Beth Chaney, a California State University art education major alumnus and now art teacher at West High School in Bakersfield, was one of the professional artists that participated in the festival.

“I have been doing this for 15 years. I try to choose something topical or relevant at the time, and I love doing portraits. This year’s portrait is Anthony Bourdain,” Chaney said.

Chaney feels honored and loves being involved in Via Arté every year as it is such an iconic and exciting event in the community.

“This is a great thing for the community to bring awareness to art and get the community involved and have people come and support it and be a part of it. I love doing public art too,” Chaney said.

Chaney has been involved with Via Arté since she was a junior in high school and she hoped that others feel the passion and excitement she does. “Just come out and see the process! It’s really cool to see the different stages [of the art pieces] from beginning to end, and see the different techniques and styles using the chalk. It is really cool to see the talent in your own community.”

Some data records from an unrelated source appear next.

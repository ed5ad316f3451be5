pub mod error;
pub mod types;

pub use error::{Error, Result};

/// Generated `user.v1` messages, client and server.
pub mod proto {
    tonic::include_proto!("user.v1");

    /// Encoded descriptor set for `tonic-reflection`.
    pub const FILE_DESCRIPTOR_SET: &[u8] = tonic::include_file_descriptor_set!("user_descriptor");
}
//! Process-level errors.
//!
//! Request-level failures live in [`usergate_core::Error`] and never leave the
//! request that caused them. The variants here describe failures of the
//! process itself: bad configuration, an unreachable datastore, or a server
//! unit that could not start or stopped serving. Any of them ends the run.

/// Errors raised while starting, running or stopping the process.
#[derive(Clone, thiserror::Error, Debug, PartialEq, Eq)]
pub enum LifecycleError {
    /// Configuration was missing or malformed.
    #[error("invalid configuration: {reason}")]
    Config { reason: String },

    /// The datastore could not be reached at startup.
    #[error("failed to connect to datastore: {reason}")]
    Connect { reason: String },

    /// The RPC server could not bind its listener.
    #[error("{server} failed to bind {addr}: {reason}")]
    Bind {
        server: &'static str,
        addr: String,
        reason: String,
    },

    /// The gateway could not bind its HTTP listener.
    #[error("{server} failed to listen on {addr}: {reason}")]
    Listen {
        server: &'static str,
        addr: String,
        reason: String,
    },

    /// The gateway never reached the RPC backend.
    #[error("{server} failed to dial {addr}: {reason}")]
    Dial {
        server: &'static str,
        addr: String,
        reason: String,
    },

    /// Service or translation-layer registration failed.
    #[error("{server} failed to register services: {reason}")]
    Register { server: &'static str, reason: String },

    /// The serve loop ended with an I/O error.
    #[error("{server} stopped serving: {reason}")]
    Serve { server: &'static str, reason: String },

    /// A server unit panicked or was aborted.
    #[error("{server} task failed: {reason}")]
    Join { server: &'static str, reason: String },

    /// `run` was called on a coordinator that already ran.
    #[error("coordinator has already run")]
    Reentered,
}

impl LifecycleError {
    pub(crate) fn config(reason: impl Into<String>) -> Self {
        Self::Config {
            reason: reason.into(),
        }
    }
}
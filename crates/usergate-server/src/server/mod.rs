//! Server internals.
//!
//! ## Structure
//!
//! - [`config`] - CLI/env configuration and validation.
//! - [`error`] - process-level [`error::LifecycleError`].
//! - [`telemetry`] - tracing subscriber and optional OTLP export.
//! - [`store`] - the [`store::UserStore`] datastore handle and its backends.
//! - [`service`] - the `user.v1.UserService` implementation.
//! - [`rpc`] - the gRPC server.
//! - [`gateway`] - the HTTP/REST gateway that proxies to the gRPC server.
//! - [`lifecycle`] - server handles, OS signals and the coordinator.

pub mod config;
pub mod error;
pub mod gateway;
pub mod lifecycle;
pub mod rpc;
pub mod service;
pub mod store;
pub mod telemetry;
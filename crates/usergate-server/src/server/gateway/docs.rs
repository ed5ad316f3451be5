use axum::{
    http::header::CONTENT_TYPE,
    response::{Html, IntoResponse},
};

/// OpenAPI description of the REST surface, checked in next to the crate.
pub const SWAGGER_JSON: &str = include_str!("../../../docs/api.swagger.json");

const SWAGGER_UI: &str = r#"<!DOCTYPE html>
<html>
<head>
  <title>API Documentation</title>
  <link rel="stylesheet" type="text/css" href="https://unpkg.com/swagger-ui-dist@4.15.5/swagger-ui.css" />
  <style>
    html { box-sizing: border-box; overflow-y: scroll; }
    *, *:before, *:after { box-sizing: inherit; }
    body { margin: 0; background: #fafafa; }
  </style>
</head>
<body>
  <div id="swagger-ui"></div>
  <script src="https://unpkg.com/swagger-ui-dist@4.15.5/swagger-ui-bundle.js"></script>
  <script src="https://unpkg.com/swagger-ui-dist@4.15.5/swagger-ui-standalone-preset.js"></script>
  <script>
    window.onload = function () {
      window.ui = SwaggerUIBundle({
        url: '/swagger.json',
        dom_id: '#swagger-ui',
        deepLinking: true,
        presets: [SwaggerUIBundle.presets.apis, SwaggerUIStandalonePreset],
        plugins: [SwaggerUIBundle.plugins.DownloadUrl],
        layout: 'StandaloneLayout'
      });
    };
  </script>
</body>
</html>
"#;

pub async fn swagger_json() -> impl IntoResponse {
    ([(CONTENT_TYPE, "application/json")], SWAGGER_JSON)
}

pub async fn swagger_ui() -> Html<&'static str> {
    Html(SWAGGER_UI)
}
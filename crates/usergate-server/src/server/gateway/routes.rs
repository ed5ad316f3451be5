//! REST → gRPC translation handlers.
//!
//! Each route builds the matching `user.v1` request, forwards it over the
//! shared backend channel and renders the reply (or the error) as JSON.
//! Malformed bodies, queries and paths are rejected here with `400` and never
//! reach the backend.

use super::{
    cors, docs,
    translate::{
        CreateUserBody, GatewayError, ListQuery, ListUsersJson, UpdateUserBody, UserJson,
    },
};
use axum::{
    Json, Router,
    extract::{
        Path, Query, State,
        rejection::{JsonRejection, PathRejection, QueryRejection},
    },
    http::{Method, StatusCode, Uri},
    middleware,
    response::{IntoResponse, Redirect, Response},
    routing::{get, post},
};
use tonic::transport::Channel;
use tonic_health::pb::{
    HealthCheckRequest, health_check_response::ServingStatus, health_client::HealthClient,
};
use tower_http::trace::TraceLayer;
use usergate_core::proto::{
    CreateUserRequest, DeleteUserRequest, GetUserRequest, ListUsersRequest, UpdateUserRequest,
    user_service_client::UserServiceClient,
};

type GatewayResult<T> = Result<T, GatewayError>;

/// Clients sharing the single backend connection.
#[derive(Clone)]
pub struct GatewayState {
    users: UserServiceClient<Channel>,
    health: HealthClient<Channel>,
    service_name: &'static str,
}

impl GatewayState {
    pub fn new(channel: Channel, service_name: &'static str) -> Self {
        Self {
            users: UserServiceClient::new(channel.clone()),
            health: HealthClient::new(channel),
            service_name,
        }
    }
}

/// The gateway's routing table, CORS outermost.
pub fn router(state: GatewayState) -> Router {
    Router::new()
        .route("/api/v1/users", post(create_user).get(list_users))
        .route(
            "/api/v1/users/{id}",
            get(get_user).put(update_user).delete(delete_user),
        )
        .route("/health", get(health))
        .route("/swagger.json", get(docs::swagger_json))
        .route("/swagger/", get(docs::swagger_ui))
        .route("/swagger", get(|| async { Redirect::permanent("/swagger/") }))
        .fallback(not_found)
        .method_not_allowed_fallback(method_not_allowed)
        .with_state(state)
        .layer(TraceLayer::new_for_http())
        .layer(middleware::from_fn(cors::cors))
}

async fn create_user(
    State(state): State<GatewayState>,
    body: Result<Json<CreateUserBody>, JsonRejection>,
) -> GatewayResult<(StatusCode, Json<UserJson>)> {
    let Json(body) = body?;
    let user = state
        .users
        .clone()
        .create_user(CreateUserRequest {
            name: body.name,
            email: body.email,
            phone: body.phone,
        })
        .await?
        .into_inner();
    Ok((StatusCode::CREATED, Json(user.into())))
}

async fn get_user(
    State(state): State<GatewayState>,
    id: Result<Path<String>, PathRejection>,
) -> GatewayResult<Json<UserJson>> {
    let Path(id) = id?;
    let user = state
        .users
        .clone()
        .get_user(GetUserRequest { id })
        .await?
        .into_inner();
    Ok(Json(user.into()))
}

async fn list_users(
    State(state): State<GatewayState>,
    query: Result<Query<ListQuery>, QueryRejection>,
) -> GatewayResult<Json<ListUsersJson>> {
    let Query(query) = query?;
    let page = state
        .users
        .clone()
        .list_users(ListUsersRequest {
            page: query.page,
            page_size: query.page_size,
        })
        .await?
        .into_inner();
    Ok(Json(page.into()))
}

async fn update_user(
    State(state): State<GatewayState>,
    id: Result<Path<String>, PathRejection>,
    body: Result<Json<UpdateUserBody>, JsonRejection>,
) -> GatewayResult<Json<UserJson>> {
    let Path(id) = id?;
    let Json(body) = body?;
    let user = state
        .users
        .clone()
        .update_user(UpdateUserRequest {
            id,
            name: body.name,
            email: body.email,
            phone: body.phone,
        })
        .await?
        .into_inner();
    Ok(Json(user.into()))
}

async fn delete_user(
    State(state): State<GatewayState>,
    id: Result<Path<String>, PathRejection>,
) -> GatewayResult<Json<serde_json::Value>> {
    let Path(id) = id?;
    state
        .users
        .clone()
        .delete_user(DeleteUserRequest { id })
        .await?;
    Ok(Json(serde_json::json!({})))
}

/// Reports the backend's health for the User service.
async fn health(State(state): State<GatewayState>) -> Response {
    let request = HealthCheckRequest {
        service: state.service_name.to_string(),
    };
    match state.health.clone().check(request).await {
        Ok(reply) => {
            let status = reply.into_inner().status();
            let code = if status == ServingStatus::Serving {
                StatusCode::OK
            } else {
                StatusCode::SERVICE_UNAVAILABLE
            };
            (
                code,
                Json(serde_json::json!({ "status": status.as_str_name() })),
            )
                .into_response()
        }
        Err(status) => GatewayError::from(status).into_response(),
    }
}

async fn not_found(uri: Uri) -> GatewayError {
    GatewayError::not_found(format!("no route for {}", uri.path()))
}

async fn method_not_allowed(method: Method, uri: Uri) -> GatewayError {
    GatewayError::method_not_allowed(format!("{method} is not supported on {}", uri.path()))
}
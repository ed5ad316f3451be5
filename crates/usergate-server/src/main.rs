use clap::Parser;
use usergate_server::server::telemetry::init_telemetry;
use usergate_server::{CliArgs, Coordinator, ServerConfig, os_signals};

// Using mimalloc for better performance under contention, especially in musl
// environments.
#[global_allocator]
static GLOBAL: mimalloc::MiMalloc = mimalloc::MiMalloc;

#[tokio::main]
async fn main() -> anyhow::Result<()> {
    // Load from .env
    let _ = dotenvy::dotenv();
    let args = CliArgs::parse();
    let config = ServerConfig::try_from(args)?;

    let providers = init_telemetry(&config)?;
    log_startup_info(&config);

    let signals = os_signals()?;
    let result = Coordinator::new(config).run(signals).await;
    providers.shutdown();

    let report = result?;
    if report.trigger.is_failure() {
        anyhow::bail!("shut down after failure: {}", report.trigger);
    }
    Ok(())
}

fn log_startup_info(config: &ServerConfig) {
    if cfg!(debug_assertions) {
        tracing::info!("Starting usergate with full config: {:#?}", config);
    } else {
        tracing::info!(
            grpc = %config.grpc_addr(),
            http = %config.http_addr(),
            database = %config.database.name,
            "Starting usergate"
        );
    }
}
//! OS termination signals as a stream.
//!
//! The coordinator consumes any `Stream<Item = Signal>`, so tests can inject
//! signals through a channel while the binary listens to the real ones.

use core::fmt;
use futures::Stream;
use tokio::sync::mpsc;
use tokio_stream::wrappers::UnboundedReceiverStream;

/// A termination request.
#[derive(Debug, Clone, Copy, PartialEq, Eq)]
pub enum Signal {
    Interrupt,
    Terminate,
}

impl fmt::Display for Signal {
    fn fmt(&self, f: &mut fmt::Formatter<'_>) -> fmt::Result {
        match self {
            Self::Interrupt => write!(f, "SIGINT"),
            Self::Terminate => write!(f, "SIGTERM"),
        }
    }
}

/// Streams every SIGINT (Ctrl+C) and SIGTERM delivered to the process.
///
/// # Errors
///
/// Returns an error if a signal handler cannot be installed.
pub fn os_signals() -> std::io::Result<impl Stream<Item = Signal> + Send + Unpin + 'static> {
    let (tx, rx) = mpsc::unbounded_channel();

    #[cfg(unix)]
    {
        use tokio::signal::unix::{SignalKind, signal};

        let mut terminate = signal(SignalKind::terminate())?;
        let mut interrupt = signal(SignalKind::interrupt())?;
        tokio::spawn(async move {
            loop {
                let next = tokio::select! {
                    Some(()) = terminate.recv() => Signal::Terminate,
                    Some(()) = interrupt.recv() => Signal::Interrupt,
                    else => break,
                };
                if tx.send(next).is_err() {
                    break;
                }
            }
        });
    }

    #[cfg(not(unix))]
    {
        tokio::spawn(async move {
            while tokio::signal::ctrl_c().await.is_ok() {
                if tx.send(Signal::Interrupt).is_err() {
                    break;
                }
            }
        });
    }

    Ok(UnboundedReceiverStream::new(rx))
}

/// A signal source driven by hand, for tests and embedding.
#[derive(Debug, Clone)]
pub struct SignalSender {
    tx: mpsc::UnboundedSender<Signal>,
}

impl SignalSender {
    /// Delivers `signal`; returns `false` once the receiving side is gone.
    pub fn send(&self, signal: Signal) -> bool {
        self.tx.send(signal).is_ok()
    }
}

/// Creates a manual signal source.
pub fn manual_signals() -> (
    SignalSender,
    impl Stream<Item = Signal> + Send + Unpin + 'static,
) {
    let (tx, rx) = mpsc::unbounded_channel();
    (SignalSender { tx }, UnboundedReceiverStream::new(rx))
}
//! Datastore handle.
//!
//! The process opens exactly one [`UserStore`] before either server starts
//! and closes it after both have stopped. Backends are chosen by the scheme of
//! the configured URI:
//!
//! - `mongodb://`, `mongodb+srv://` - [`mongo::MongoStore`]
//! - `memory://` - [`memory::MemoryStore`], process-local and volatile

pub mod memory;
pub mod mongo;

use crate::server::{config::ServerConfig, error::LifecycleError};
use std::sync::Arc;
use std::time::SystemTime;
use usergate_core::Error;

/// A stored user.
#[derive(Debug, Clone, PartialEq, Eq)]
pub struct UserRecord {
    pub id: String,
    pub name: String,
    pub email: String,
    pub phone: String,
    pub created_at: SystemTime,
    pub updated_at: SystemTime,
}

impl UserRecord {
    /// A fresh record stamped with `now` for both timestamps.
    pub fn new(id: String, name: String, email: String, phone: String, now: SystemTime) -> Self {
        Self {
            id,
            name,
            email,
            phone,
            created_at: now,
            updated_at: now,
        }
    }
}

/// Partial update. `None` leaves a field untouched; `updated_at` is always
/// refreshed.
#[derive(Debug, Clone, Default, PartialEq, Eq)]
pub struct UserPatch {
    pub name: Option<String>,
    pub email: Option<String>,
    pub phone: Option<String>,
    pub updated_at: Option<SystemTime>,
}

impl UserPatch {
    pub(crate) fn apply(self, user: &mut UserRecord, now: SystemTime) {
        if let Some(name) = self.name {
            user.name = name;
        }
        if let Some(email) = self.email {
            user.email = email;
        }
        if let Some(phone) = self.phone {
            user.phone = phone;
        }
        user.updated_at = self.updated_at.unwrap_or(now);
    }
}

/// Datastore failures.
#[derive(Clone, thiserror::Error, Debug, PartialEq, Eq)]
pub enum StoreError {
    #[error("connect failed: {0}")]
    Connect(String),

    #[error("operation timed out after {0:?}")]
    Timeout(core::time::Duration),

    #[error("datastore is closed")]
    Closed,

    #[error("request abandoned during shutdown")]
    Abandoned,

    #[error("datastore error: {0}")]
    Backend(String),
}

impl From<StoreError> for Error {
    fn from(err: StoreError) -> Self {
        match err {
            StoreError::Closed | StoreError::Abandoned => Error::Unavailable {
                reason: err.to_string(),
            },
            other => Error::Internal {
                context: other.to_string(),
            },
        }
    }
}

pub type StoreResult<T> = Result<T, StoreError>;

/// The single-document operations the User service needs.
///
/// Implementations must be safe for concurrent use from both server units.
#[tonic::async_trait]
pub trait UserStore: Send + Sync + 'static {
    /// Short backend name for logs.
    fn kind(&self) -> &'static str;

    async fn insert(&self, user: UserRecord) -> StoreResult<UserRecord>;

    async fn get(&self, id: &str) -> StoreResult<Option<UserRecord>>;

    /// One page of users, newest first, plus the total count.
    async fn list(&self, skip: u64, limit: u64) -> StoreResult<(Vec<UserRecord>, u64)>;

    /// Applies `patch` and returns the updated user, or `None` if absent.
    async fn update(&self, id: &str, patch: UserPatch) -> StoreResult<Option<UserRecord>>;

    /// Returns whether a user was deleted.
    async fn delete(&self, id: &str) -> StoreResult<bool>;

    /// Round-trip health check, bounded by the backend.
    async fn ping(&self) -> StoreResult<()>;

    /// Releases the connection. Later calls fail with [`StoreError::Closed`].
    async fn close(&self) -> StoreResult<()>;
}

/// Opens the datastore selected by `config.database.uri`.
///
/// Connecting and the initial ping are bounded by `config.connect_timeout`.
///
/// # Errors
///
/// Returns [`LifecycleError::Connect`] for unknown schemes or an unreachable
/// backend.
pub async fn open_store(config: &ServerConfig) -> Result<Arc<dyn UserStore>, LifecycleError> {
    let uri = config.database.uri.as_str();
    let store: Arc<dyn UserStore> = if uri.starts_with(memory::SCHEME) {
        Arc::new(memory::MemoryStore::new())
    } else if uri.starts_with("mongodb://") || uri.starts_with("mongodb+srv://") {
        let store =
            mongo::MongoStore::connect(uri, &config.database.name, config.connect_timeout)
                .await
                .map_err(|e| LifecycleError::Connect {
                    reason: e.to_string(),
                })?;
        Arc::new(store)
    } else {
        return Err(LifecycleError::Connect {
            reason: format!("unsupported datastore uri scheme in {uri:?}"),
        });
    };

    tracing::info!(backend = store.kind(), database = %config.database.name, "Connected to datastore");
    Ok(store)
}
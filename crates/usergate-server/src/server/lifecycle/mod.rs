//! Startup, supervision and ordered shutdown of the two servers.

pub mod coordinator;
pub mod handle;
pub mod signal;
//! The User resource service registered into the RPC server.
//!
//! ## Structure
//!
//! - [`handler`] - gRPC service entry point (`UserService`).

pub mod handler;
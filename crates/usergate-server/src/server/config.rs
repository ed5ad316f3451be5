use crate::server::error::LifecycleError;
use clap::Parser;
use core::time::Duration;
use std::str::FromStr;
use tracing_subscriber::filter::LevelFilter;

pub const DEFAULT_DATABASE_URI: &str = "mongodb://localhost:27017";
pub const DEFAULT_DATABASE_NAME: &str = "grpcgateway_db";

/// Runtime configuration for the `usergate-server` binary.
///
/// Every option can be given as a CLI flag or an environment variable (a
/// `.env` file in the working directory is loaded first). Unset options fall
/// back to the defaults below.
#[derive(Parser, Debug, Clone)]
#[command(
    name = "usergate-server",
    version,
    about = "A gRPC User service with a REST gateway backed by MongoDB"
)]
pub struct CliArgs {
    /// Host both servers bind to. The gateway also dials the RPC server here.
    ///
    /// Environment variable: `HOST`
    #[arg(long, env = "HOST", default_value_t = String::from("localhost"))]
    pub host: String,

    /// Port of the gRPC server.
    ///
    /// Environment variable: `GRPC_PORT`
    #[arg(long, env = "GRPC_PORT", default_value_t = 9090)]
    pub grpc_port: u16,

    /// Port of the HTTP/REST gateway.
    ///
    /// Environment variable: `HTTP_PORT`
    #[arg(long, env = "HTTP_PORT", default_value_t = 8080)]
    pub http_port: u16,

    /// Datastore connection string [default: mongodb://localhost:27017].
    ///
    /// `mongodb://` and `mongodb+srv://` select MongoDB; `memory://` selects
    /// the in-process store, which forgets everything on exit.
    ///
    /// Environment variable: `DATABASE_URI`, or `MONGODB_URI`
    #[arg(long, env = "DATABASE_URI", visible_alias = "mongodb-uri")]
    pub database_uri: Option<String>,

    /// Database holding the `users` collection [default: grpcgateway_db].
    ///
    /// Environment variable: `DATABASE_NAME`, or `MONGODB_DATABASE`
    #[arg(long, env = "DATABASE_NAME", visible_alias = "mongodb-database")]
    pub database_name: Option<String>,

    /// Older name for `DATABASE_URI`, read only when that is unset.
    #[arg(long, env = "MONGODB_URI", hide = true)]
    pub legacy_mongodb_uri: Option<String>,

    /// Older name for `DATABASE_NAME`, read only when that is unset.
    #[arg(long, env = "MONGODB_DATABASE", hide = true)]
    pub legacy_mongodb_database: Option<String>,

    /// Log verbosity: `trace`, `debug`, `info`, `warn` or `error`.
    ///
    /// `RUST_LOG`, when set, takes precedence.
    ///
    /// Environment variable: `LOG_LEVEL`
    #[arg(long, env = "LOG_LEVEL", default_value_t = String::from("info"))]
    pub log_level: String,

    /// Upper bound in seconds for connecting to and pinging the datastore.
    ///
    /// Environment variable: `CONNECT_TIMEOUT_SECS`
    #[arg(long, env = "CONNECT_TIMEOUT_SECS", default_value_t = 5)]
    pub connect_timeout_secs: u64,

    /// How long in seconds the gateway keeps retrying to reach the RPC server.
    ///
    /// Environment variable: `DIAL_TIMEOUT_SECS`
    #[arg(long, env = "DIAL_TIMEOUT_SECS", default_value_t = 10)]
    pub dial_timeout_secs: u64,

    /// How long in seconds each server may drain in-flight requests before
    /// it is force-closed.
    ///
    /// Environment variable: `SHUTDOWN_TIMEOUT_SECS`
    #[arg(long, env = "SHUTDOWN_TIMEOUT_SECS", default_value_t = 10)]
    pub shutdown_timeout_secs: u64,
}

/// Datastore settings.
#[derive(Debug, Clone, PartialEq, Eq)]
pub struct DatabaseConfig {
    pub uri: String,
    pub name: String,
}

/// Validated, immutable configuration shared by every component.
#[derive(Debug, Clone)]
pub struct ServerConfig {
    pub host: String,
    pub grpc_port: u16,
    pub http_port: u16,
    pub database: DatabaseConfig,
    pub log_level: LevelFilter,
    pub connect_timeout: Duration,
    pub dial_timeout: Duration,
    pub shutdown_timeout: Duration,
}

impl ServerConfig {
    /// `host:grpc_port`, the RPC listener and the gateway's dial target.
    pub fn grpc_addr(&self) -> String {
        join_host_port(&self.host, self.grpc_port)
    }

    /// `host:http_port`, the gateway listener.
    pub fn http_addr(&self) -> String {
        join_host_port(&self.host, self.http_port)
    }
}

impl TryFrom<CliArgs> for ServerConfig {
    type Error = LifecycleError;

    fn try_from(args: CliArgs) -> Result<Self, Self::Error> {
        let host = args.host.trim().to_string();
        if host.is_empty() {
            return Err(LifecycleError::config("HOST must not be empty"));
        }

        if args.grpc_port != 0 && args.grpc_port == args.http_port {
            return Err(LifecycleError::config(format!(
                "GRPC_PORT and HTTP_PORT must differ (both are {})",
                args.grpc_port
            )));
        }

        let database_uri = args
            .database_uri
            .or(args.legacy_mongodb_uri)
            .unwrap_or_else(|| DEFAULT_DATABASE_URI.to_string());
        if database_uri.trim().is_empty() {
            return Err(LifecycleError::config("DATABASE_URI must not be empty"));
        }

        let database_name = args
            .database_name
            .or(args.legacy_mongodb_database)
            .unwrap_or_else(|| DEFAULT_DATABASE_NAME.to_string());
        if database_name.trim().is_empty() {
            return Err(LifecycleError::config("DATABASE_NAME must not be empty"));
        }

        let log_level = parse_log_level(&args.log_level)?;

        for (name, secs) in [
            ("CONNECT_TIMEOUT_SECS", args.connect_timeout_secs),
            ("DIAL_TIMEOUT_SECS", args.dial_timeout_secs),
            ("SHUTDOWN_TIMEOUT_SECS", args.shutdown_timeout_secs),
        ] {
            if secs == 0 {
                return Err(LifecycleError::config(format!(
                    "{name} must be greater than 0"
                )));
            }
        }

        Ok(Self {
            host,
            grpc_port: args.grpc_port,
            http_port: args.http_port,
            database: DatabaseConfig {
                uri: database_uri.trim().to_string(),
                name: database_name.trim().to_string(),
            },
            log_level,
            connect_timeout: Duration::from_secs(args.connect_timeout_secs),
            dial_timeout: Duration::from_secs(args.dial_timeout_secs),
            shutdown_timeout: Duration::from_secs(args.shutdown_timeout_secs),
        })
    }
}

/// Accepts the usual level names plus logrus-style `warning`, `fatal` and
/// `panic`.
fn parse_log_level(raw: &str) -> Result<LevelFilter, LifecycleError> {
    let normalized = raw.trim().to_ascii_lowercase();
    let normalized = match normalized.as_str() {
        "warning" => "warn",
        "fatal" | "panic" => "error",
        other => other,
    };
    LevelFilter::from_str(normalized)
        .map_err(|_| LifecycleError::config(format!("LOG_LEVEL {raw:?} is not a log level")))
}

fn join_host_port(host: &str, port: u16) -> String {
    if host.contains(':') && !host.starts_with('[') {
        format!("[{host}]:{port}")
    } else {
        format!("{host}:{port}")
    }
}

The artists began with a grid so that when they are drawing their planned piece on such a large scale, especially portraits like Chaney’s piece, they can keep the proportions right.

On the other side of the parking lot from the professionals was the children’s area. There groups of high school students, middle school students, girl scout troops, children, and families could be found working on their masterpieces.

Jiya Barnes, Indiana Vargas, and Rylee Robberstad are eighth grade students from Rosedale Middle School, and were proud of their art piece they had prepped and worked on.

“I honestly wanted something artistic and cultural for our art piece. I researched for cultural, colorful, abstract art and this one came up. It is called ‘Audrey of Mulberry’ and I thought it was perfect,” Barnes said about the process of choosing what art piece they would model at the festival.

Although Barnes wants to be a doctor and “help others” in her future, art is a passion of hers.

“I feel amazing being involved in Via Arté. It feels so awesome. I am really excited about this whole thing.”

In addition to trained artists, young aspiring artists of all ages were present and worked on their pieces. In the Via Bambino Children’s Art area, small squares of pavement could be purchased along with chalk to allow kids to express their own creativity invoking their vision, talent, and love of art.